Sunday, August 31, 2008

Day one of vacation

We left home yesterday evening and met Lisa outside of Huntington WV to give her Griswald. I hope he behaves for her. He is a high maintenance dog for sure. After passing off Grisswald, we journed on to Grayson Ky. I was trying to be spontaneous and did not reserve a room for last night. After two motels and no rooms, I was beginning to think we would have to sleep in car at a rest stop. But the third motel had a room, so life is good. I did not sleep real well last night, maybe I should not have eaten supper right before bed:(. Ready to get moving today as we are headed to Oak Ridge Tennessee to visit a friend of Sharon's.

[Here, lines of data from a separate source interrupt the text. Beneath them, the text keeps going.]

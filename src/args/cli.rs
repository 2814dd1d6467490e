use clap::Parser;
use std::time::Duration;

use super::parsers::{parse_duration_arg, parse_form_field, parse_header, parse_positive_usize};
use super::types::{HttpMethod, OutputFormat, PositiveUsize};

#[derive(Debug, Parser, Clone)]
#[clap(
    version,
    about = "Fixed-count async HTTP load generator: N requests, W workers, one aggregate report."
)]
pub struct PipelineArgs {
    /// Target URL for every request
    #[arg(long, short = 'u', help_heading = "Common Options")]
    pub url: Option<String>,

    /// HTTP method (defaults to post when a form body is configured, get otherwise)
    #[arg(long, short = 'X', value_enum, ignore_case = true)]
    pub method: Option<HttpMethod>,

    /// Total number of requests to issue
    #[arg(
        long,
        short = 'n',
        alias = "reqs",
        default_value = "60",
        help_heading = "Common Options"
    )]
    pub requests: u64,

    /// Number of concurrent workers (must be >= 1)
    #[arg(
        long = "concurrent",
        short = 'c',
        alias = "concurrency",
        default_value = "31",
        value_parser = parse_positive_usize,
        help_heading = "Common Options"
    )]
    pub concurrency: PositiveUsize,

    /// HTTP headers in 'Key: Value' format (repeatable)
    #[arg(long = "header", short = 'H', value_parser = parse_header)]
    pub headers: Vec<(String, String)>,

    /// JSON object file whose scalar fields become the form-encoded body
    #[arg(long)]
    pub payload: Option<String>,

    /// Extra form field in 'key=value' format (repeatable, overrides payload fields)
    #[arg(long = "form", value_parser = parse_form_field)]
    pub form: Vec<(String, String)>,

    /// Form field set to the request's sequence index on every request
    #[arg(long = "sequence-field")]
    pub sequence_field: Option<String>,

    /// Cancel the run after this long (supports ms/s/m/h)
    #[arg(long, value_parser = parse_duration_arg)]
    pub deadline: Option<Duration>,

    /// Report format printed to stdout
    #[arg(long = "output-format", value_enum, default_value_t = OutputFormat::Text)]
    pub output_format: OutputFormat,

    /// Do not send a User-Agent header
    #[arg(long = "no-ua")]
    pub no_ua: bool,

    /// Open a fresh connection for every request
    #[arg(long = "disable-keepalive")]
    pub disable_keepalive: bool,

    /// Max idle connections per host kept in the shared pool
    #[arg(long = "pool-max-idle-per-host", value_parser = parse_positive_usize)]
    pub pool_max_idle_per_host: Option<PositiveUsize>,

    /// Accept invalid TLS certificates and hostnames
    #[arg(long)]
    pub insecure: bool,

    /// Enable verbose logging (sets log level to debug unless overridden by PIPELOAD_LOG/RUST_LOG)
    #[arg(long, short = 'v', help_heading = "Common Options")]
    pub verbose: bool,

    /// Path to config file (TOML/JSON). Defaults to ./pipeload.toml or ./pipeload.json if present.
    #[arg(long, help_heading = "Common Options")]
    pub config: Option<String>,
}
use std::sync::Arc;

use tokio::sync::{Mutex, mpsc};
use tokio::task::JoinHandle;
use tracing::debug;

use crate::args::PositiveUsize;
use crate::error::AppResult;
use crate::shutdown::{ShutdownReceiver, ShutdownSender};
use crate::transport::Transport;

use super::types::{RequestSpec, ResultDescriptor};

type SharedRequests = Arc<Mutex<mpsc::Receiver<RequestSpec>>>;

/// Fixed set of executors racing for requests on one shared queue.
#[derive(Debug)]
pub struct WorkerPool {
    handles: Vec<JoinHandle<()>>,
}

impl WorkerPool {
    /// Spawns exactly `concurrency` executors and returns without waiting on
    /// them. Executors stop once the request queue is closed and drained, the
    /// result queue is gone, or shutdown is signalled.
    #[must_use]
    pub fn start(
        concurrency: PositiveUsize,
        transport: Arc<dyn Transport>,
        request_rx: mpsc::Receiver<RequestSpec>,
        result_tx: mpsc::Sender<ResultDescriptor>,
        shutdown_tx: &ShutdownSender,
    ) -> Self {
        let requests: SharedRequests = Arc::new(Mutex::new(request_rx));
        let mut handles = Vec::with_capacity(concurrency.get());

        for worker_id in 0..concurrency.get() {
            let executor = Executor {
                worker_id,
                transport: Arc::clone(&transport),
                requests: Arc::clone(&requests),
                results: result_tx.clone(),
                shutdown_rx: shutdown_tx.subscribe(),
            };
            handles.push(tokio::spawn(executor.run()));
        }

        Self { handles }
    }

    #[must_use]
    pub fn executor_count(&self) -> usize {
        self.handles.len()
    }

    /// Waits for every executor to exit.
    ///
    /// # Errors
    ///
    /// Returns an error if an executor task panicked or was aborted.
    pub async fn join(self) -> AppResult<()> {
        for handle in self.handles {
            handle.await?;
        }
        Ok(())
    }
}

struct Executor {
    worker_id: usize,
    transport: Arc<dyn Transport>,
    requests: SharedRequests,
    results: mpsc::Sender<ResultDescriptor>,
    shutdown_rx: ShutdownReceiver,
}

impl Executor {
    async fn run(mut self) {
        loop {
            let next = tokio::select! {
                biased;
                _ = self.shutdown_rx.recv() => break,
                next = next_request(&self.requests) => next,
            };
            let Some(spec) = next else {
                break;
            };

            let index = spec.index;
            debug!(worker = self.worker_id, "Sending request {}", index);
            let outcome = tokio::select! {
                biased;
                _ = self.shutdown_rx.recv() => break,
                outcome = self.transport.round_trip(&spec) => outcome,
            };
            debug!(worker = self.worker_id, "Received response {}", index);
            drop(spec);

            let result = match outcome {
                Ok(byte_length) => ResultDescriptor::Success { index, byte_length },
                Err(error) => ResultDescriptor::Failure { index, error },
            };

            tokio::select! {
                biased;
                _ = self.shutdown_rx.recv() => break,
                sent = self.results.send(result) => {
                    if sent.is_err() {
                        break;
                    }
                }
            }
        }
        debug!(worker = self.worker_id, "Executor stopped");
    }
}

async fn next_request(requests: &Mutex<mpsc::Receiver<RequestSpec>>) -> Option<RequestSpec> {
    let mut receiver = requests.lock().await;
    receiver.recv().await
}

I am so looking forward to a time of renewing, physically, mentally and spiritually. In other words I want to be lazy. A dream last night I think accounte for some lost sleep. I was stuck in an airport and could not get out. Why are dreams so strange? Maybe they just follow my erratic thoughts. As I begin this day, I thank by Father for a job that allows for vacation, and a beautiful world He created for me to explore. I will be praying today for my children, especially Dorian with his health concerns and Brian as he begins another year at Harding. Lisa probably needs extra prayers since she has Griswald and Karen, I was stuck at the airport trying to get to you, and gma was with me! I will also be praying for the people on the Gulf Coast that they will find safety. I can't help but worry about the elderly and disabled who may have difficulty evacuating. Well I need to get dressed and get this adventure started.

Tuesday, August 19, 2008

Life is short

Dying is a sure thing, but why do we, especially me not live like that? Why do I pretend that I have forever to do and be, while each day is precious. What prevents me from living fully each day? I am trying to look at each moment differently and appreciate it for what it is and not what comes next or what happened last week. why is it that when I finally get around to doing things differently, life seems harder? Work is crazy. Before it was tough and busy but it has got worse this week and now I just sorta feel like there is no way to succeed. I know that this will pass but right now, this is where I find myself while I am trying to live more fully:)
If I live like I am dying, then I will tell my children how much I admire them.
Lisa, your independence and tenacity is an inspiration to me. Karen, your energy makes me tired to think about and Brian, your ability to focus on what you want is phenomenal. And Dorian, your ability to adapt and find joy everywhere is such a gift. I love you all beyond any words I can write. Pray that I can learn to live each day, fully and completely.

Sunday, August 17, 2008

The Dash

http://www.youtube.com/watch?v=MPyu4M2di8U

This is awesome!

One Month to LIve

If I had one month to live, what five things would I change? I would certainly spend every moment I could with my loved ones and spend lots of time praising and praying to my awesome God! I would spend what little money I have on everyone around me. I dream about winning the lottery(even though I don't play it) and all the fun I could have giving to others and buying things for others. But what prevents me from doing this now with what I do have? I don't have to have a million dollars to help others....As I begin this study on the book One Month to Live I am being challenged to live my life in the moment. Not in the past and not in the future but now. I hope to write my thoughts in this blog as I begin this journey. Our small group is taking two chapters or days a week so we will finish our "One Month" in fifteen weeks...or around the first of December. The questions that are already arising for me are many. I hope at the conclusion of this study I have a more vibrant, passionate love demonstrated daily., So for all of you that I don't tell you how much I appreciate and love you, I plan to change this and speak my heart..........Pray for me as I begin this journey..........

Sunday, August 10, 2008

I'm Back




Summer has been fast and furious but very good. I feel blessed by getting to spend some quality time with those I love dearly. Amanda and her family visited in June and the day before they left to go home, Karen and Dorian arrived for a month. Lisa and Brian came in every weekend and we played lots of games. Dorian in his first visit to US beat Karen and me at Scrabble. It was rather embarrassing! My small group is getting ready to start a study of the book One Month to live. This study is both exciting and scary for me...I have missed blogging so I will try to keep up and let the thoughts that ramble through my mind find the light of day here. Writing on here helps me to process things. I will post some pics of the summer..............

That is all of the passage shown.